Janji Dini untuk Vaksin COVID Diambil sebagai Pil

terbesar Data SGP 2020 – 2021. Cashback mantap lainnya tampil dilihat dengan berkala melewati kabar yg kita umumkan di situs itu, lalu juga dapat dichat terhadap layanan LiveChat pendukung kita yg ada 24 jam Online guna meladeni semua kepentingan antara pengunjung. Lanjut cepetan sign-up, serta menangkan cashback Buntut & Live Casino On-line tergede yg tampil di web kami.

Gambar Berita: Janji Dini untuk Vaksin COVID Diambil Sebagai Pil

JUMAT, 6 Mei 2022 (HealthDay News)

Vaksin eksperimental COVID-19 dalam bentuk pil dapat menguntungkan, karena tidak hanya melindungi terhadap infeksi tetapi juga membatasi penyebaran virus di udara, tes pada hewan laboratorium menunjukkan.

Vaksin saat ini mengurangi risiko penyakit COVID-19 yang serius dan rawat inap tetapi bukan pelindung yang sangat mudah melawan infeksi SARS-CoV-2.

“Mengingat sebagian besar dunia kurang diimunisasi – dan ini terutama berlaku untuk anak-anak – kemungkinan bahwa orang yang divaksinasi dengan infeksi terobosan dapat menyebarkan COVID ke keluarga atau anggota masyarakat yang tidak diimunisasi menimbulkan risiko kesehatan masyarakat,” kata pemimpin studi Stephanie Langel , dari Universitas Duke di Durham, NC

“Akan ada manfaat besar untuk mengembangkan vaksin yang tidak hanya melindungi terhadap penyakit, tetapi juga mengurangi penularan ke orang yang tidak divaksinasi,” kata Langel dalam rilis berita universitas.

Dalam tes dengan hamster, vaksin mendorong respons antibodi yang kuat dalam darah dan paru-paru. Ketika hewan terpapar SARS-CoV-2 pada tingkat tinggi dan mengembangkan infeksi terobosan, gejalanya kurang dari hamster yang tidak divaksinasi.

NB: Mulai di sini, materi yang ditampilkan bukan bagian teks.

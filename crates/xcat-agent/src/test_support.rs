//! Local HTTP server answering each connection with a canned response

use tokio::io::{AsyncReadExt, AsyncWriteExt};
use tokio::net::TcpListener;
use tokio::task::JoinHandle;

/// Accept `connections` connections on an ephemeral port
///
/// `respond` gets the connection index and the raw request (head and
/// body) and returns the bytes to write back before the socket closes.
/// The handle yields every request seen.
pub(crate) async fn serve<F>(connections: usize, respond: F) -> (String, JoinHandle<Vec<String>>)
where
    F: Fn(usize, &str) -> Vec<u8> + Send + 'static,
{
    let listener = TcpListener::bind("127.0.0.1:0").await.unwrap();
    let url = format!("http://{}", listener.local_addr().unwrap());

    let handle = tokio::spawn(async move {
        let mut seen = Vec::new();
        for index in 0..connections {
            let (mut socket, _) = listener.accept().await.unwrap();
            let request = read_request(&mut socket).await;
            socket.write_all(&respond(index, &request)).await.unwrap();
            let _ = socket.shutdown().await;
            seen.push(request);
        }
        seen
    });

    (url, handle)
}

/// Full response with `Content-Length` set from `body`
pub(crate) fn response(status: &str, headers: &[(&str, &str)], body: &str) -> Vec<u8> {
    let mut out = format!("HTTP/1.1 {}\r\nConnection: close\r\n", status);
    for (name, value) in headers {
        out.push_str(&format!("{}: {}\r\n", name, value));
    }
    out.push_str(&format!("Content-Length: {}\r\n\r\n{}", body.len(), body));
    out.into_bytes()
}

async fn read_request(socket: &mut tokio::net::TcpStream) -> String {
    let mut raw = Vec::new();
    let mut buf = [0u8; 4096];

    loop {
        let n = socket.read(&mut buf).await.unwrap();
        if n == 0 {
            break;
        }
        raw.extend_from_slice(&buf[..n]);

        let text = String::from_utf8_lossy(&raw);
        if let Some(head_end) = text.find("\r\n\r\n") {
            let body_len = text[..head_end]
                .lines()
                .filter_map(|l| l.split_once(':'))
                .find(|(name, _)| name.trim().eq_ignore_ascii_case("content-length"))
                .and_then(|(_, v)| v.trim().parse::<usize>().ok())
                .unwrap_or(0);
            if raw.len() >= head_end + 4 + body_len {
                break;
            }
        }
    }

    String::from_utf8_lossy(&raw).into_owned()
}
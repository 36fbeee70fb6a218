//! Context drafting.
//!
//! The baseline path only echoes schema facts, so it can always stand in
//! for a rejected or failed LLM draft. The PT-BR artifact text (section
//! headers included) is the wire format the downstream routing/SQL layer
//! consumes; do not restyle it.

use crate::error::{CatalogError, Result};
use crate::llm::{extract_json, DraftModel};
use crate::schema::{ColumnInfo, TableInfo};
use itertools::Itertools;
use serde::{Deserialize, Serialize};

/// Entry shape the model must produce.
///
/// `tags`/`sinonimos` are optional so routing can evolve without breaking
/// consumers that only require `descricao`/`contexto`.
#[derive(Debug, Clone, Serialize, Deserialize)]
pub struct LlmCatalogEntry {
    pub descricao: String,
    pub contexto: String,
    #[serde(default)]
    pub tags: Vec<String>,
    #[serde(default)]
    pub sinonimos: Vec<String>,
}

/// Deterministic `contexto` built from schema facts alone.
pub fn build_context(table: &TableInfo, columns: &[ColumnInfo]) -> String {
    let mut lines: Vec<String> = Vec::new();
    lines.push(format!("Você é um analista de dados. Tabela: `{}`", table.fqn()));
    lines.push(String::new());
    if let Some(comment) = nonempty(table.comment.as_deref()) {
        lines.push(format!("Descrição da tabela: {}", comment));
        lines.push(String::new());
    }

    lines.push("Colunas:".to_string());
    if columns.is_empty() {
        lines.push("- (sem colunas encontradas no information_schema)".to_string());
    } else {
        for column in columns {
            let type_part = column
                .data_type
                .as_deref()
                .map(|t| format!(" ({})", t))
                .unwrap_or_default();
            let comment_part = nonempty(column.comment.as_deref())
                .map(|c| format!(": {}", c))
                .unwrap_or_default();
            lines.push(format!("- {}{}{}.", column.column_name, type_part, comment_part));
        }
    }
    lines.push(String::new());
    lines.push("Regras:".to_string());
    lines.push("1. Prefira selecionar apenas as colunas necessárias (evite SELECT *).".to_string());
    lines.push("2. Use filtros por período quando aplicável (ex.: datas/partições).".to_string());
    lines.push("3. Se não houver agregação explícita, use LIMIT 100.".to_string());
    lines.push(
        "4. Ao agregar, confira o grão para evitar duplicação (JOINs podem multiplicar linhas)."
            .to_string(),
    );
    format!("{}\n", lines.join("\n").trim())
}

/// Deterministic one-line `descricao`: the table comment when present.
pub fn build_description(table: &TableInfo) -> String {
    match nonempty(table.comment.as_deref()) {
        Some(comment) => comment.to_string(),
        None => format!("Tabela `{}`.", table.fqn()),
    }
}

/// Grounding prompt for the LLM: real metadata only, strict-JSON output.
pub fn build_llm_prompt(table: &TableInfo, columns: &[ColumnInfo]) -> String {
    let column_lines = if columns.is_empty() {
        "- (sem colunas no information_schema)".to_string()
    } else {
        columns
            .iter()
            .map(|column| {
                let type_part = column
                    .data_type
                    .as_deref()
                    .map(|t| format!(" ({})", t))
                    .unwrap_or_default();
                let comment_part = nonempty(column.comment.as_deref())
                    .map(|c| format!(" - {}", c))
                    .unwrap_or_default();
                format!("- {}{}{}", column.column_name, type_part, comment_part)
            })
            .join("\n")
    };
    let table_comment = nonempty(table.comment.as_deref()).unwrap_or("");
    let fqn = table.fqn();

    format!(
        r#"Você é um especialista em modelagem de dados e geração de contexto para SQL (Spark SQL / Databricks).

Você receberá APENAS metadados reais (schema). Não invente colunas e não invente tabelas.

Tabela (FQN): {fqn}
Comentário da tabela: {table_comment}

Colunas reais (nome, tipo, comentário quando existir):
{column_lines}

Tarefa:
Gere um JSON estrito (apenas JSON, sem markdown, sem texto extra) com o seguinte schema:
{{
  "descricao": "string curta (1 linha) para ajudar o roteador a escolher a tabela",
  "contexto": "texto em PT-BR com: 1) a frase inicial 'Você é um analista de dados. Tabela: `<FQN>`' 2) uma seção 'Colunas:' listando SOMENTE colunas reais 3) uma seção 'Regras:' com orientações práticas (filtros, grão, duplicação, LIMIT quando aplicável)",
  "tags": ["opcional", "strings curtas"],
  "sinonimos": ["opcional", "termos de negócio relevantes"]
}}

Regras obrigatórias:
- Em `contexto`, cite a tabela exatamente como `{fqn}` dentro de crases: `{fqn}`.
- Na seção `Colunas:`, liste apenas colunas que estão na lista fornecida.
- Não cite nomes de outras tabelas.
- Responda APENAS com JSON válido."#
    )
}

/// Ask the model for a candidate entry. The result is not yet grounded;
/// callers must pass it through the validator.
pub async fn draft_with_model(
    model: &dyn DraftModel,
    table: &TableInfo,
    columns: &[ColumnInfo],
) -> Result<LlmCatalogEntry> {
    let prompt = build_llm_prompt(table, columns);
    let raw = model.draft(&prompt).await?;
    let entry: LlmCatalogEntry = serde_json::from_str(&extract_json(&raw))
        .map_err(|e| CatalogError::Llm(format!("failed to parse draft for {}: {}", table.fqn(), e)))?;
    if entry.descricao.trim().is_empty() || entry.contexto.trim().is_empty() {
        return Err(CatalogError::Llm(format!("empty draft fields for {}", table.fqn())));
    }
    Ok(entry)
}

fn nonempty(value: Option<&str>) -> Option<&str> {
    value.map(str::trim).filter(|v| !v.is_empty())
}
//! Environment-backed configuration.
//!
//! All external endpoints are resolved here so the pipeline modules never
//! read the environment themselves.

use crate::error::{CatalogError, Result};

/// Connection settings for the warehouse SQL statement API.
#[derive(Debug, Clone)]
pub struct WarehouseConfig {
    pub host: String,
    pub token: String,
    pub warehouse_id: String,
}

impl WarehouseConfig {
    pub fn from_env() -> Result<Self> {
        Ok(Self {
            host: normalize_host(&require_env("DATABRICKS_HOST")?),
            token: require_env("DATABRICKS_TOKEN")?,
            warehouse_id: require_env("DATABRICKS_WAREHOUSE_ID")?,
        })
    }
}

/// Connection settings for a model serving endpoint.
#[derive(Debug, Clone)]
pub struct LlmConfig {
    pub host: String,
    pub token: String,
    pub endpoint: String,
    pub temperature: f64,
}

impl LlmConfig {
    /// `endpoint` falls back to env `LLM_ENDPOINT`, then to the workspace
    /// default model.
    pub fn from_env(endpoint: Option<String>, temperature: f64) -> Result<Self> {
        Ok(Self {
            host: normalize_host(&require_env("DATABRICKS_HOST")?),
            token: require_env("DATABRICKS_TOKEN")?,
            endpoint: endpoint.unwrap_or_else(default_llm_endpoint),
            temperature,
        })
    }
}

/// Env var is preferred over config files so the default does not depend on
/// any secret store.
pub fn default_llm_endpoint() -> String {
    std::env::var("LLM_ENDPOINT").unwrap_or_else(|_| "databricks-gpt-5-2".to_string())
}

pub fn generated_catalog_path() -> String {
    std::env::var("GENERATED_CATALOG_PATH").unwrap_or_else(|_| "generated_catalog.json".to_string())
}

pub fn curated_catalog_path() -> Option<String> {
    std::env::var("CURATED_CATALOG_PATH").ok().filter(|p| !p.trim().is_empty())
}

fn require_env(name: &str) -> Result<String> {
    std::env::var(name)
        .ok()
        .map(|v| v.trim().to_string())
        .filter(|v| !v.is_empty())
        .ok_or_else(|| CatalogError::Config(format!("missing environment variable {}", name)))
}

fn normalize_host(host: &str) -> String {
    let trimmed = host.trim().trim_end_matches('/');
    if trimmed.starts_with("http://") || trimmed.starts_with("https://") {
        trimmed.to_string()
    } else {
        format!("https://{}", trimmed)
    }
}

#[cfg(test)]
mod tests {
    use super::*;

    #[test]
    fn test_normalize_host() {
        assert_eq!(
            normalize_host("adb-123.azuredatabricks.net/"),
            "https://adb-123.azuredatabricks.net"
        );
        assert_eq!(normalize_host("https://dbc.cloud.databricks.com"), "https://dbc.cloud.databricks.com");
    }
}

Hamster yang divaksinasi juga memiliki jumlah virus infeksi yang lebih rendah di hidung dan paru-paru, sehingga mereka tidak menyebarkan virus sebanyak mungkin melalui paparan udara normal, menurut penelitian tersebut.

Temuan ini diterbitkan 5 Mei di jurnal Ilmu Kedokteran Terjemahan.

Vaksin menggunakan adenovirus sebagai vektor untuk mengekspresikan protein lonjakan virus SARS-CoV-2, penulis penelitian menjelaskan.

Tidak seperti vaksin yang disuntikkan ke otot, vaksin eksperimental berupaya menetralkan virus corona dengan meningkatkan produksi imunoglobulin A (IgA) — garis pertahanan pertama sistem kekebalan melawan patogen — di jaringan mukosa di hidung dan paru-paru.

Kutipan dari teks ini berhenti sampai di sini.